Como si fuera una ballena austral, Gibbons se sumergió en el fondo del océano y sólo volvió a buscar una bocanada de aire durante 2018. Convocada por el Spill Festival, se sumó a las voces femeninas que coparon las calles de Ipswich para ofrecer una monumental instalación sonora que se extendió durante once atardeceres. Ahí, junto a Liz Fraser (Cocteau Twins), Elaine Mitchener, Melanie Pappenheim y Cherise Phillips, tomó los altoparlantes de control que se usaron en la Primera Guerra Mundial para resignificar aquel ritual público a cien años de la devastación.
Poco antes de la pandemia, se editó como disco su versión de Górecki con la Orquesta Sinfónica de la Radio Nacional Polaca y logró un crossover inesperado: lo escucharon todas esas criaturas que horadan el subsuelo de la música académica y también los fans de Portishead que ya se empezaban a arrancar los pelos esperando el debut como solista. La cantante les tenia preparada una sorpresa más. En el gran acto de clausura de Mr. Morale & The Big Steppers, el gran disco de hip hop de los últimos años, Kendrick Lamar se enfrentó a su propia madre (interpretada por ya saben quién) y le cantó las cuarenta en la Larga Noche de las Recriminaciones. De pronto llegó el amanecer y se pudo advertir que, en verdad, Lamar siempre había estado solo. Gibbons era una aparición.
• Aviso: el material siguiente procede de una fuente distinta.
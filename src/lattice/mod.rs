/*
 * Copyright (c) 2021 Works Applications Co., Ltd.
 *
 * Licensed under the Apache License, Version 2.0 (the "License");
 * you may not use this file except in compliance with the License.
 * You may obtain a copy of the License at
 *
 *     http://www.apache.org/licenses/LICENSE-2.0
 *
 * Unless required by applicable law or agreed to in writing, software
 * distributed under the License is distributed on an "AS IS" BASIS,
 * WITHOUT WARRANTIES OR CONDITIONS OF ANY KIND, either express or implied.
 * See the License for the specific language governing permissions and
 * limitations under the License.
 */

//! Lattice construction and edge weighting.
//!
//! The lattice is the DAG of every candidate (surface, tag) span of an
//! input sentence, bracketed by BOS/EOS sentinels. Gaps not covered by any
//! emission entry are bridged with Unk nodes so the decoder always finds a
//! path.

pub mod node;

use std::collections::HashSet;

use crate::lemma::lemma_candidates;
use crate::model::Model;
use crate::tag::Tag;

use self::node::Node;

/// An edge of the decoding graph with its log-probability weight.
#[derive(Clone, Debug)]
pub struct WeightedEdge {
    pub from: Node,
    pub to: Node,
    pub weight: f64,
}

/// Candidate lattice of one sentence.
pub struct Lattice {
    edges: Vec<(Node, Node)>,
    bos: Node,
    eos: Node,
}

impl Lattice {
    /// Builds the lattice of `sentence` against `model`.
    pub fn build(model: &Model, sentence: &str) -> Lattice {
        let chars: Vec<char> = sentence.split_whitespace().flat_map(|w| w.chars()).collect();
        let eos = Node::eos(chars.len());

        // candidate nodes grouped by begin position, plus the EOS slot
        let mut starts = sentence_lookup(model, sentence);
        starts.push(vec![eos.clone()]);

        // if nothing starts at 0, bridge the prefix with an Unk node
        let first = first_nonempty(&starts, 0);
        if first > 0 {
            let surface: String = chars[..first].iter().collect();
            starts[0].push(Node::unknown(surface, 0, first));
        }

        let mut edges: Vec<(Node, Node)> = Vec::new();
        let last = starts.len() - 1;
        for position in 0..last {
            for word in &starts[position] {
                let end = word.end;
                if starts[end].is_empty() {
                    // no candidate starts at our end point; bridge the gap
                    // up to the next position that has one
                    let next = first_nonempty(&starts, end);
                    let surface: String = chars[end..next].iter().collect();
                    edges.push((word.clone(), Node::unknown(surface, end, next)));
                } else {
                    for adjacent in &starts[end] {
                        edges.push((word.clone(), adjacent.clone()));
                    }
                }
            }
        }

        // bridge Unk nodes continue to whatever starts at their end;
        // dedup in first-appearance order to keep edge order stable
        let mut seen = HashSet::new();
        let unknowns: Vec<Node> = edges
            .iter()
            .filter(|(_, to)| to.tag0 == Tag::UNK)
            .map(|(_, to)| to.clone())
            .filter(|unk| seen.insert(unk.clone()))
            .collect();
        for unk in unknowns {
            for adjacent in &starts[unk.end] {
                edges.push((unk.clone(), adjacent.clone()));
            }
        }

        let bos = Node::bos();
        for word in &starts[0] {
            edges.push((bos.clone(), word.clone()));
        }

        edges.sort_by_key(|(from, to)| (from.begin, to.end));

        Lattice { edges, bos, eos }
    }

    pub fn bos(&self) -> &Node {
        &self.bos
    }

    pub fn eos(&self) -> &Node {
        &self.eos
    }

    pub fn edges(&self) -> &[(Node, Node)] {
        &self.edges
    }

    /// Scores every edge with emission and transition log-probabilities.
    pub fn weigh(&self, model: &Model) -> Vec<WeightedEdge> {
        self.edges
            .iter()
            .map(|(from, to)| WeightedEdge {
                from: from.clone(),
                to: to.clone(),
                weight: weight(model, from, to),
            })
            .collect()
    }
}

/// Weight of one edge.
///
/// The second transition of a two-morpheme node is scored from the source
/// node's `tag1` (not from the stem's tag); the trained tables assume this.
fn weight(model: &Model, from: &Node, to: &Node) -> f64 {
    let mut morphs = to.morphs();
    let first = morphs.next().unwrap_or("");

    let mut w = model.emit(to.tag0, first, model.min_emission())
        + transition_score(model, from.tag1, to.tag0);
    if let Some(second) = morphs.next() {
        w += model.emit(to.tag1, second, model.min_emission())
            + transition_score(model, from.tag1, to.tag1);
    }
    w
}

/// Transition log-probability; edges leaving BOS read the begin table.
fn transition_score(model: &Model, prev: Tag, next: Tag) -> f64 {
    if prev == Tag::BOS {
        model.begin(next, model.min_transition())
    } else {
        model.trans(prev, next, model.min_transition())
    }
}

/// Looks up candidates for every eojeol, accumulating char offsets.
fn sentence_lookup(model: &Model, sentence: &str) -> Vec<Vec<Node>> {
    let mut starts = Vec::new();
    for eojeol in sentence.split_whitespace() {
        let offset = starts.len();
        starts.extend(eojeol_lookup(model, eojeol, offset));
    }
    starts
}

/// Enumerates candidate nodes of one eojeol, grouped by begin position.
///
/// Every substring up to `max_word_len` is looked up in the emission
/// tables, and every split of it is offered to the lemmatizer; candidate
/// (stem, ending) pairs survive only when stem and ending are known as
/// Verb/Adjective and Eomi. Lemmatizer failures skip the split.
fn eojeol_lookup(model: &Model, eojeol: &str, offset: usize) -> Vec<Vec<Node>> {
    let chars: Vec<char> = eojeol.chars().collect();
    let n = chars.len();
    let mut positions = vec![Vec::new(); n];

    for b in 0..n {
        for r in 1..=model.max_word_len() {
            let e = b + r;
            if e > n {
                break;
            }
            let surface: String = chars[b..e].iter().collect();
            for tag in model.tags_containing(&surface) {
                positions[b].push(Node::new(surface.clone(), tag, b + offset, e + offset));
            }

            for i in 1..=r {
                let stem: String = chars[b..b + i].iter().collect();
                let ending: String = chars[b + i..e].iter().collect();
                let candidates = match lemma_candidates(&stem, &ending) {
                    Ok(candidates) => candidates,
                    // splits are speculative; a failed one is just skipped
                    Err(_) => continue,
                };
                for (stem, ending) in candidates {
                    if model.contains(Tag::VERB, &stem) && model.contains(Tag::EOMI, &ending) {
                        positions[b].push(Node::lemma(
                            &stem,
                            &ending,
                            Tag::VERB,
                            Tag::EOMI,
                            b + offset,
                            e + offset,
                        ));
                    }
                    if model.contains(Tag::ADJECTIVE, &stem) && model.contains(Tag::EOMI, &ending)
                    {
                        positions[b].push(Node::lemma(
                            &stem,
                            &ending,
                            Tag::ADJECTIVE,
                            Tag::EOMI,
                            b + offset,
                            e + offset,
                        ));
                    }
                }
            }
        }
    }
    positions
}

/// First position at or after `from` that has a candidate.
fn first_nonempty(starts: &[Vec<Node>], from: usize) -> usize {
    for i in from..starts.len() {
        if !starts[i].is_empty() {
            return i;
        }
    }
    from
}
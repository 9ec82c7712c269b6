//! Reader for the preprocessed Sejong corpus.
//!
//! The corpus is a plain-text file of newline-separated tokens with a blank
//! line between sentences. Each token line is
//! `surface<TAB>morph1/POS1 + morph2/POS2 + ...`; only the right-hand side
//! is consumed here.

use std::fs::File;
use std::io::{BufRead, BufReader};
use std::path::Path;

use crate::error::{SejongError, SejongResult};

/// One sentence as a list of (morph, tag-name) pairs.
pub type Sentence = Vec<(String, String)>;

/// Reads up to `num_lines` lines of the corpus at `path`; `0` reads the
/// whole file.
pub fn read_corpus<P: AsRef<Path>>(path: P, num_lines: usize) -> SejongResult<Vec<Sentence>> {
    let file = File::open(path)?;
    let reader = BufReader::new(file);

    let mut corpus = Vec::new();
    let mut sentence = Sentence::new();
    for (line_no, line) in reader.lines().enumerate() {
        if num_lines != 0 && line_no >= num_lines {
            break;
        }
        let line = line?;
        if line.trim().is_empty() {
            if !sentence.is_empty() {
                corpus.push(std::mem::replace(&mut sentence, Sentence::new()));
            }
            continue;
        }
        parse_token(&line, line_no + 1, &mut sentence)?;
    }
    if !sentence.is_empty() {
        corpus.push(sentence);
    }

    Ok(corpus)
}

/// Parses one `surface<TAB>morph/POS + ...` line into `sentence`.
fn parse_token(line: &str, line_no: usize, sentence: &mut Sentence) -> SejongResult<()> {
    let tag_info = match line.splitn(2, '\t').nth(1) {
        Some(info) => info.trim_end(),
        None => return Err(SejongError::InvalidDataFormat(line_no, line.to_string())),
    };

    for piece in tag_info.split(" + ") {
        let parts: Vec<&str> = piece.split('/').collect();
        // rightmost segment is the POS, everything left of it is the morph
        let (pos, morphs) = match parts.split_last() {
            Some(split) => split,
            None => continue,
        };
        sentence.push((morphs.concat(), pos.to_string()));
    }
    Ok(())
}

/// Adjacent tag pairs of a sentence, in order.
pub fn as_bigram_tags(sentence: &[(String, String)]) -> Vec<(String, String)> {
    sentence
        .windows(2)
        .map(|pair| (pair[0].1.clone(), pair[1].1.clone()))
        .collect()
}
/*
 * Copyright (c) 2021 Works Applications Co., Ltd.
 *
 * Licensed under the Apache License, Version 2.0 (the "License");
 * you may not use this file except in compliance with the License.
 * You may obtain a copy of the License at
 *
 *     http://www.apache.org/licenses/LICENSE-2.0
 *
 * Unless required by applicable law or agreed to in writing, software
 * distributed under the License is distributed on an "AS IS" BASIS,
 * WITHOUT WARRANTIES OR CONDITIONS OF ANY KIND, either express or implied.
 * See the License for the specific language governing permissions and
 * limitations under the License.
 */

use crate::tag::Tag;

/// Separator joining the morphemes of a lemmatized surface.
pub const MORPH_SEPARATOR: &str = " + ";

/// Lattice node: one candidate morpheme span.
///
/// `begin`/`end` are char indices into the whitespace-stripped sentence.
/// A lemmatized verb/adjective carries its decomposition in `surface` as
/// `"stem + ending"`, with `tag0` the stem's POS and `tag1` the ending's;
/// for single-morpheme nodes `tag1 == tag0`.
///
/// Nodes are compared and hashed by full tuple identity; lattice dedup and
/// the unknown-node collection depend on structural equality.
#[derive(Clone, Debug, PartialEq, Eq, Hash)]
pub struct Node {
    pub surface: String,
    pub tag0: Tag,
    pub tag1: Tag,
    pub begin: usize,
    pub end: usize,
}

impl Node {
    pub fn new(surface: String, tag: Tag, begin: usize, end: usize) -> Node {
        Node {
            surface,
            tag0: tag,
            tag1: tag,
            begin,
            end,
        }
    }

    /// Creates a two-morpheme node from a stem/ending decomposition.
    pub fn lemma(stem: &str, ending: &str, tag0: Tag, tag1: Tag, begin: usize, end: usize) -> Node {
        Node {
            surface: format!("{}{}{}", stem, MORPH_SEPARATOR, ending),
            tag0,
            tag1,
            begin,
            end,
        }
    }

    pub fn unknown(surface: String, begin: usize, end: usize) -> Node {
        Node::new(surface, Tag::UNK, begin, end)
    }

    /// Sentence-start sentinel.
    pub fn bos() -> Node {
        Node::new("BOS".to_string(), Tag::BOS, 0, 0)
    }

    /// Sentence-end sentinel, placed one past the last char.
    pub fn eos(n_chars: usize) -> Node {
        Node::new("EOS".to_string(), Tag::EOS, n_chars, n_chars + 1)
    }

    /// Morphemes of the surface, either one or two.
    pub fn morphs(&self) -> impl Iterator<Item = &str> {
        self.surface.split(MORPH_SEPARATOR)
    }
}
“Ha sido un largo viaje de más de una década”, dice, en la carta abierta que publicó a través de sus redes sociales. “Como de costumbre, refleja lo que me ha estado sucediendo internamente. Llegar a los cincuenta me ofreció un horizonte nuevo pero también más antiguo. Ha sido una época de despedidas de familiares, de amigos e incluso de quien yo misma era antes. Un montón de adioses. Las letras reflejan mis ansiedades y cavilaciones nocturnas, de ahí viene lo de Lives Outgrown. No solo por la forma en que atravesamos las transiciones emocionales o psicológicas, sino también por la relación con el momento en que dejamos este planeta y nuestro movimiento hacia lo desconocido. Algo que me da miedo, pero también necesito intentar y celebrar a medida que se acerca ese momento donde se nos regala la capacidad de crecer más allá de las restricciones del mundo físico”.
Si bien el colectivo londinense Orchestrate aparece en dos de las canciones estelares, el personal es más bien reducido. No así los timbres. La propia Gibbons, Lee Harris (baterista de los Talk Talk) y el productor James Ford se hacen cargo de un generoso arco acústico: clarinetes, guitarras, armonios, flautas, percusiones. A veces, es embriagante. Como tomarse un té moruno con guindas en la frontera del desierto, esperando a los tártaros de Buzzati. A veces, es árido. O nocturno, pero más allá de la noche. Siempre pero siempre ofrece canciones largamente decantadas. Arregladas con meticulosidad de artesanos y grabadas con un audio lleno de partículas de luz.
Deliberadamente, Gibbons prescindió de cualquier elemento que pudiera sonar moderno: en los términos de los noventa o en los actuales. Que son casi los mismos. “Quería alejarme de los breakbeats y los snares, centrándome en el tejido amaderado de los timbres”, dice. “Lejos de la adicción de las frecuencias altas, que satisfacen como la sal y el azúcar”. El renunciamiento no es menor. Gibbons podría reclamar su corona como reina de todos los cantantes tristes con programaciones y ningún festival o plataforma estaría dispuesto a negarle su derecho. Pero no: es una samurái. La adicción a los azucares es la adicción al éxito. Portishead, en ese sentido, es un espejismo. Casi indistintamente, podría estar en el pasado como en el futuro. Es un horizonte hacia el que caminar. Con los ojos vendados.